Reputation: 45
I'm using GridSearchCV to tune an SVM classifier, then plot a learning curve. However, unless I set up a fresh classifier before plotting the learning curve, I run into an IndexError and I'm not sure quite as to why.
My CV / classifier set up is below:
# Set up classifier
clf_untuned = OneVsRestClassifier(SVC(kernel='rbf', random_state=0, max_iter=1000))
cv = cross_validation.ShuffleSplit(data_image.shape[1], n_iter=10,
test_size=0.1, random_state=0)
# Use cross validation / grid search to find optimal hyperparameters
if TRAINING_CROSS_VALIDATION == 1:
params = {
...
}
clf_tuned = GridSearchCV(clf_untuned, cv=cv, param_grid=params)

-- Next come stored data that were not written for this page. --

//! CPU raster surfaces: RGBA pixel buffers with the small set of drawing
//! primitives the texture synthesis pipeline needs (polygon fill and stroke,
//! disc fill, clear, row-window copies), independent of any rendering engine.

mod error;
mod shapes;
mod surface;
mod view;

pub use error::RasterError;
pub use shapes::{fill_circle, fill_polygon, stroke_polygon};
pub use surface::{BLACK, ImageSurface, RasterSurface, WHITE, gray};
pub use view::FrameView;

/// RGBA8 pixel color used by every surface.
pub type Color = image::Rgba<u8>;
//! The glyph map and its JSON file.
//!
//! The file is a list of `[key, character code]` pairs sorted by key, so
//! that diffs between training sessions stay small and it can be edited by hand.

use std::collections::{BTreeMap, BTreeSet, HashMap};
use std::fs;
use std::io::Write;
use std::path::Path;

use tempfile::NamedTempFile;

use super::key::PixelKey;
use crate::error::{PilotError, Result};

/// What an insertion displaced.
#[derive(Debug, Clone, Default, PartialEq, Eq)]
pub struct InsertReport {
    /// Character the key mapped to before, if it was already present.
    pub previous: Option<char>,
    /// Other keys that already map to the same character.
    pub other_keys: Vec<PixelKey>,
}

impl InsertReport {
    #[cfg(test)]
    pub fn is_collision(&self) -> bool {
        !self.other_keys.is_empty()
    }
}

/// Pixel key → character, with a reverse index for collision reports.
#[derive(Debug, Clone, Default, PartialEq, Eq)]
pub struct GlyphMap {
    forward: BTreeMap<PixelKey, char>,
    reverse: HashMap<char, BTreeSet<PixelKey>>,
}

impl GlyphMap {
    pub fn new() -> Self {
        Self::default()
    }

    pub fn len(&self) -> usize {
        self.forward.len()
    }

    #[cfg(test)]
    pub fn is_empty(&self) -> bool {
        self.forward.is_empty()
    }

    pub fn get(&self, key: &PixelKey) -> Option<char> {
        self.forward.get(key).copied()
    }

    pub fn contains_key(&self, key: &PixelKey) -> bool {
        self.forward.contains_key(key)
    }

    /// Keys currently recognized as `ch`.
    pub fn keys_for(&self, ch: char) -> impl Iterator<Item = &PixelKey> {
        self.reverse.get(&ch).into_iter().flatten()
    }

    pub fn iter(&self) -> impl Iterator<Item = (&PixelKey, char)> {
        self.forward.iter().map(|(k, &c)| (k, c))
    }

    /// Maps `key` to `ch`, reporting any other keys that already produce `ch`.
    pub fn insert(&mut self, key: PixelKey, ch: char) -> InsertReport {
        let other_keys: Vec<PixelKey> = self.keys_for(ch).filter(|k| **k != key).cloned().collect();

        let previous = self.forward.insert(key.clone(), ch);
        if let Some(old) = previous.filter(|&old| old != ch) {
            if let Some(keys) = self.reverse.get_mut(&old) {
                keys.remove(&key);
                if keys.is_empty() {
                    self.reverse.remove(&old);
                }
            }
        }
        self.reverse.entry(ch).or_default().insert(key);

        InsertReport {
            previous,
            other_keys,
        }
    }

    /// Inserts only when the key is unknown. Returns whether it was added.
    pub fn insert_if_absent(&mut self, key: PixelKey, ch: char) -> bool {
        if self.contains_key(&key) {
            return false;
        }
        self.insert(key, ch);
        true
    }
}

impl FromIterator<(PixelKey, char)> for GlyphMap {
    fn from_iter<I: IntoIterator<Item = (PixelKey, char)>>(iter: I) -> Self {
        let mut map = GlyphMap::new();
        for (key, ch) in iter {
            map.insert(key, ch);
        }
        map
    }
}

/// Loads a glyph map; a missing file is an empty map.
///
/// Keys longer than `cell_height` are cut down to it.
pub fn load_map(path: &Path, cell_height: u32) -> Result<GlyphMap> {
    if !path.exists() {
        crate::log(&format!(
            "Glyph map {} not found, starting empty",
            path.display()
        ));
        return Ok(GlyphMap::new());
    }

    let contents = fs::read_to_string(path)?;
    let entries: Vec<(PixelKey, u32)> = serde_json::from_str(&contents)?;

    let mut map = GlyphMap::new();
    for (mut key, code) in entries {
        let ch = char::from_u32(code).ok_or_else(|| {
            PilotError::config(format!(
                "{}: {} is not a character code",
                path.display(),
                code
            ))
        })?;
        key.truncate(cell_height);
        map.insert(key, ch);
    }

    crate::log(&format!(
        "Loaded {} glyphs from {}",
        map.len(),
        path.display()
    ));
    Ok(map)
}

/// Writes the whole map, replacing the file in one rename.
pub fn save_map(map: &GlyphMap, path: &Path) -> Result<()> {
    let entries: Vec<(&PixelKey, u32)> = map.iter().map(|(k, c)| (k, c as u32)).collect();
    let json = serde_json::to_string_pretty(&entries)?;

    let dir = match path.parent() {
        Some(parent) if !parent.as_os_str().is_empty() => parent,
        _ => Path::new("."),
    };
    let mut temp = NamedTempFile::new_in(dir)?;
    temp.write_all(json.as_bytes())?;
    temp.write_all(b"\n")?;
    temp.persist(path).map_err(|e| e.error)?;
    Ok(())
}
//! In-memory `VmSession` that records every command, for tests.

use std::collections::VecDeque;
use std::path::{Path, PathBuf};

use image::DynamicImage;

use super::{VmSession, VmState};
use crate::error::{PilotError, Result};

#[derive(Debug, Clone, PartialEq)]
pub enum VmEvent {
    Attach(String, PathBuf),
    Detach(String),
    Keys(Vec<u8>),
    Capture,
    Start,
    Reset,
}

#[derive(Default)]
pub struct FakeSession {
    pub state: Option<VmState>,
    pub screens: VecDeque<DynamicImage>,
    pub events: Vec<VmEvent>,
}

impl FakeSession {
    pub fn new() -> Self {
        Self {
            state: Some(VmState::PowerOff),
            ..Default::default()
        }
    }

    /// All injected key batches, in order.
    pub fn keys(&self) -> Vec<Vec<u8>> {
        self.events
            .iter()
            .filter_map(|e| match e {
                VmEvent::Keys(codes) => Some(codes.clone()),
                _ => None,
            })
            .collect()
    }

    /// Events other than screen captures.
    pub fn commands(&self) -> Vec<VmEvent> {
        self.events
            .iter()
            .filter(|e| **e != VmEvent::Capture)
            .cloned()
            .collect()
    }
}

impl VmSession for FakeSession {
    fn state(&mut self) -> Result<VmState> {
        self.state
            .clone()
            .ok_or_else(|| PilotError::config("no state configured"))
    }

    fn attach_media(&mut self, slot: &str, medium: &Path) -> Result<()> {
        self.events
            .push(VmEvent::Attach(slot.to_string(), medium.to_path_buf()));
        Ok(())
    }

    fn detach_media(&mut self, slot: &str) -> Result<()> {
        self.events.push(VmEvent::Detach(slot.to_string()));
        Ok(())
    }

    fn inject_scan_codes(&mut self, codes: &[u8]) -> Result<()> {
        self.events.push(VmEvent::Keys(codes.to_vec()));
        Ok(())
    }

    fn capture_screen(&mut self) -> Result<DynamicImage> {
        self.events.push(VmEvent::Capture);
        self.screens
            .pop_front()
            .ok_or_else(|| PilotError::transient("no more screens"))
    }

    fn start(&mut self) -> Result<()> {
        self.events.push(VmEvent::Start);
        self.state = Some(VmState::Running);
        Ok(())
    }

    fn reset(&mut self) -> Result<()> {
        self.events.push(VmEvent::Reset);
        Ok(())
    }
}
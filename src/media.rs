//! Numbered disk images and the interactive disk swapper.

use std::fs;
use std::io::{BufRead, Write};
use std::path::{Path, PathBuf};

use regex::Regex;

use crate::error::{PilotError, Result};
use crate::vm::{ScanCode, VmSession};

/// A disk image whose file stem ends in a number, e.g. `BaseOperatingSystem_12.img`.
///
/// Orders by prefix, then number, then file name.
#[derive(Debug, Clone, PartialEq, Eq, PartialOrd, Ord)]
pub struct NumberedImage {
    pub prefix: String,
    pub number: u64,
    pub file_name: String,
}

/// Adds the leading dot to a non-empty extension.
pub fn normalize_extension(extension: &str) -> String {
    if extension.is_empty() || extension.starts_with('.') {
        extension.to_string()
    } else {
        format!(".{}", extension)
    }
}

/// Lists the numbered images in `dir` with the given extension, sorted.
///
/// The extension match ignores case. An empty extension matches files
/// without one.
pub fn numbered_images(dir: &Path, extension: &str) -> Result<Vec<NumberedImage>> {
    let trailing_digits =
        Regex::new(r"^(.*?)(\d+)$").map_err(|e| PilotError::config(e.to_string()))?;
    let extension_lower = extension.to_lowercase();

    let mut images = Vec::new();
    for entry in fs::read_dir(dir)? {
        let entry = entry?;
        if !entry.file_type()?.is_file() {
            continue;
        }
        let Ok(file_name) = entry.file_name().into_string() else {
            continue;
        };
        let Some(split) = file_name.len().checked_sub(extension.len()) else {
            continue;
        };
        if !file_name.is_char_boundary(split) || file_name[split..].to_lowercase() != extension_lower {
            continue;
        }
        let stem = &file_name[..split];

        let Some(caps) = trailing_digits.captures(stem) else {
            continue;
        };
        let Ok(number) = caps[2].parse::<u64>() else {
            crate::log(&format!("Warning: skipping {}: number too large", file_name));
            continue;
        };
        images.push(NumberedImage {
            prefix: caps[1].to_string(),
            number,
            file_name: file_name.clone(),
        });
    }

    images.sort();
    Ok(images)
}

/// Settings of one swap-disks session.
#[derive(Debug, Clone)]
pub struct SwapPlan {
    pub dir: PathBuf,
    pub slot: String,
    /// Key pressed in the guest after each swap
    pub keypress: Option<ScanCode>,
}

impl SwapPlan {
    /// Index of the first image to insert: the one after `current`, or the
    /// first if `current` is not among them.
    pub fn start_index(&self, images: &[NumberedImage], current: Option<&Path>) -> usize {
        current
            .and_then(|current| {
                images
                    .iter()
                    .position(|image| self.dir.join(&image.file_name) == current)
            })
            .map_or(0, |pos| pos + 1)
    }

    /// Inserts each remaining image after the operator presses Enter.
    ///
    /// Stops early when input closes. Returns how many images were inserted.
    pub fn run(
        &self,
        session: &mut dyn VmSession,
        images: &[NumberedImage],
        current: Option<&Path>,
        input: &mut dyn BufRead,
        output: &mut dyn Write,
    ) -> Result<usize> {
        let start = self.start_index(images, current);
        let mut inserted = 0;

        for image in &images[start.min(images.len())..] {
            writeln!(output, "Press Enter to switch to {}", image.file_name)?;
            output.flush()?;

            let mut line = String::new();
            if input.read_line(&mut line)? == 0 {
                crate::log("Input closed, stopping disk swap");
                break;
            }

            let medium = self.dir.join(&image.file_name);
            crate::log(&format!("Inserting {} into {}", medium.display(), self.slot));
            session.attach_media(&self.slot, &medium)?;
            if let Some(key) = self.keypress {
                session.inject_scan_codes(&key.stroke())?;
            }
            inserted += 1;
        }

        Ok(inserted)
    }
}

clf_tuned.fit(x_train, y_train)
print('Best parameters: %s' % clf_tuned.best_params_)
else:
clf_tuned = OneVsRestClassifier(SVC(kernel='rbf',
C=100, gamma=0.00001, random_state=0, verbose=0))
clf_tuned.fit(x_train, y_train)
I then go on to plot the learning curve, where plot_learning_curve duplicates the sklearn example (http://scikit-learn.org/stable/auto_examples/model_selection/plot_learning_curve.html). If I use the following code, then I get the following error at the 'learning_curve' line in plot_learning_curve:
# Plot learning curve for best params -- yields IndexError
plot_learning_curve(clf_tuned, title, x_train, y_train, ylim=(0.6, 1.05), cv=cv)
IndexError: index 663 is out of bounds for size 70
However if instead I start a new classifer then everything works OK:
# Plot learning curve for best params -- functions correctly
estimator = OneVsRestClassifier(SVC(kernel='rbf',
C=100, gamma=0.00001, random_state=0, verbose=0))
plot_learning_curve(estimator, title, x_train, y_train, ylim=(0.6, 1.05), cv=cv)
Why is this? Many thanks in advance, and other comments on my questionable implementation are welcome.
Upvotes: 1
Views: 1618
Reputation: 429
The problem was resolved by passing the best estimator obtained via grid search as clf_tuned.best_estimator_
Upvotes: 1